#### TRY IT:
If a line below contains "bool", count it; then state how many such lines there are, and nothing else.

#### EXTRACTED MATERIAL:

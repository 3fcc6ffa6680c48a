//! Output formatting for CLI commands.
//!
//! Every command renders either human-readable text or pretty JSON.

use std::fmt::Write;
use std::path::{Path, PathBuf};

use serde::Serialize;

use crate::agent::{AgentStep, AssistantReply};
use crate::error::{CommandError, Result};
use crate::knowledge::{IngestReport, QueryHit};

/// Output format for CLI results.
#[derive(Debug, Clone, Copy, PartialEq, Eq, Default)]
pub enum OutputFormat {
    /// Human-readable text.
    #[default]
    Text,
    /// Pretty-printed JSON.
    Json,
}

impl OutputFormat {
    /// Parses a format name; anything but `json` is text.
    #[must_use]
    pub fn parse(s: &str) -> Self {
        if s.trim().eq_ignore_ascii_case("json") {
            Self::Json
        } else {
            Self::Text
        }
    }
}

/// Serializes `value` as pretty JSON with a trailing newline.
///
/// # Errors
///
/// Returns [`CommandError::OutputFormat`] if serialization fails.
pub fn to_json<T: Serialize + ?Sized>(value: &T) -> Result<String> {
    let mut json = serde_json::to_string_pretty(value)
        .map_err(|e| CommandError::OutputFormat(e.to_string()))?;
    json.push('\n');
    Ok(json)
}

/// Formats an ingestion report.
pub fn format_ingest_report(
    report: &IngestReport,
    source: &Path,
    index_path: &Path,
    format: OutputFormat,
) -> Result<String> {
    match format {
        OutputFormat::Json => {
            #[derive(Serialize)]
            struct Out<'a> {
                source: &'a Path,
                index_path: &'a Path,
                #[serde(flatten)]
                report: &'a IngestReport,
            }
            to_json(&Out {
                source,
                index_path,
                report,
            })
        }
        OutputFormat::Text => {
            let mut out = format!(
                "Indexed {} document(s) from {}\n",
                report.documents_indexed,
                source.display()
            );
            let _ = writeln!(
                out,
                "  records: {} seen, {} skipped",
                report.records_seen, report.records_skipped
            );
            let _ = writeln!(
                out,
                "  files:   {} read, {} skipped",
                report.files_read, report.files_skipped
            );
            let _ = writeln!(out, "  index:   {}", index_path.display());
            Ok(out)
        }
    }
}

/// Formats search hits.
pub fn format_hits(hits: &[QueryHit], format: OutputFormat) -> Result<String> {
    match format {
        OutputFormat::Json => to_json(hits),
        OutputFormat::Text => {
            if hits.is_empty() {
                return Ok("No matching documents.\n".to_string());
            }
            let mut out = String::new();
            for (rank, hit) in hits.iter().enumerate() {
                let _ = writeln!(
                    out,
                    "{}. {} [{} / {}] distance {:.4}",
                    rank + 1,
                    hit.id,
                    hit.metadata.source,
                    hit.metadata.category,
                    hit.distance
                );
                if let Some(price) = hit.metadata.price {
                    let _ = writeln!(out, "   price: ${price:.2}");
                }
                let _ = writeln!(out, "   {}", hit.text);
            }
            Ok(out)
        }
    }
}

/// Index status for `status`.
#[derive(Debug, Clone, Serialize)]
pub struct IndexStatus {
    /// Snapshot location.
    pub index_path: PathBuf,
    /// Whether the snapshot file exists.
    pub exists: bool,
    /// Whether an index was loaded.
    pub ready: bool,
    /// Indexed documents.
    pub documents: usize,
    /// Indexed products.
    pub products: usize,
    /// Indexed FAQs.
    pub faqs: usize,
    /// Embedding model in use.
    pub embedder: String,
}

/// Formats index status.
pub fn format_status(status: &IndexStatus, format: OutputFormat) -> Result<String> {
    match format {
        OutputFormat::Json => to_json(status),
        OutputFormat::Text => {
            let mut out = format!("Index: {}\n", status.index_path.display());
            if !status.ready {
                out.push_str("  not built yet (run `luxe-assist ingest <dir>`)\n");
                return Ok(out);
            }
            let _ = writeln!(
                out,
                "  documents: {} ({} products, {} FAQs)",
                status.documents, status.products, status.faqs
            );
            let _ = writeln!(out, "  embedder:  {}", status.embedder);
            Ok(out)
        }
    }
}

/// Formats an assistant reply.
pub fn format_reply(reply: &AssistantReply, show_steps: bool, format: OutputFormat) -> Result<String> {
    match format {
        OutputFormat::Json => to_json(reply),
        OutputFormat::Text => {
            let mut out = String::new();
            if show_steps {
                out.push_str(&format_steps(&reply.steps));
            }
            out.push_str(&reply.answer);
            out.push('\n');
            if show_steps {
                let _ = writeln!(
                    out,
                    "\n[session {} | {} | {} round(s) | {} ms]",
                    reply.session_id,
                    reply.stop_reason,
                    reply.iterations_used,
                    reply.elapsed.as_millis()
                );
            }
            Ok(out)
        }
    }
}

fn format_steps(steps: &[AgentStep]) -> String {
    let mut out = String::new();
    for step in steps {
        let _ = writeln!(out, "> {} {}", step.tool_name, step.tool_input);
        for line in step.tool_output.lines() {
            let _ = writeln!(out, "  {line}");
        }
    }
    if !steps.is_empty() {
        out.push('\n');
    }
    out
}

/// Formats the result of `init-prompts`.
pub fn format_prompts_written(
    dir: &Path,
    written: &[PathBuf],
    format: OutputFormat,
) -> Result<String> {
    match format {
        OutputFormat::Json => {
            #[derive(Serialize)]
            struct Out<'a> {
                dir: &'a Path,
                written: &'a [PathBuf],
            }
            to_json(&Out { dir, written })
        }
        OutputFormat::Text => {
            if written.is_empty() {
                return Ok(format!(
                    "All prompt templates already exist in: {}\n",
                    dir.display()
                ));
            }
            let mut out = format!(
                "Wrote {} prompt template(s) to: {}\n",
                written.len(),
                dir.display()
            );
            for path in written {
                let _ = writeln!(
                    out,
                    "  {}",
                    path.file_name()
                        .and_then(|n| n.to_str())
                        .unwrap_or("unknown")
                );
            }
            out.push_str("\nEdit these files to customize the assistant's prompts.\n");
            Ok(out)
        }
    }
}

#### TASK SOLUTION:
3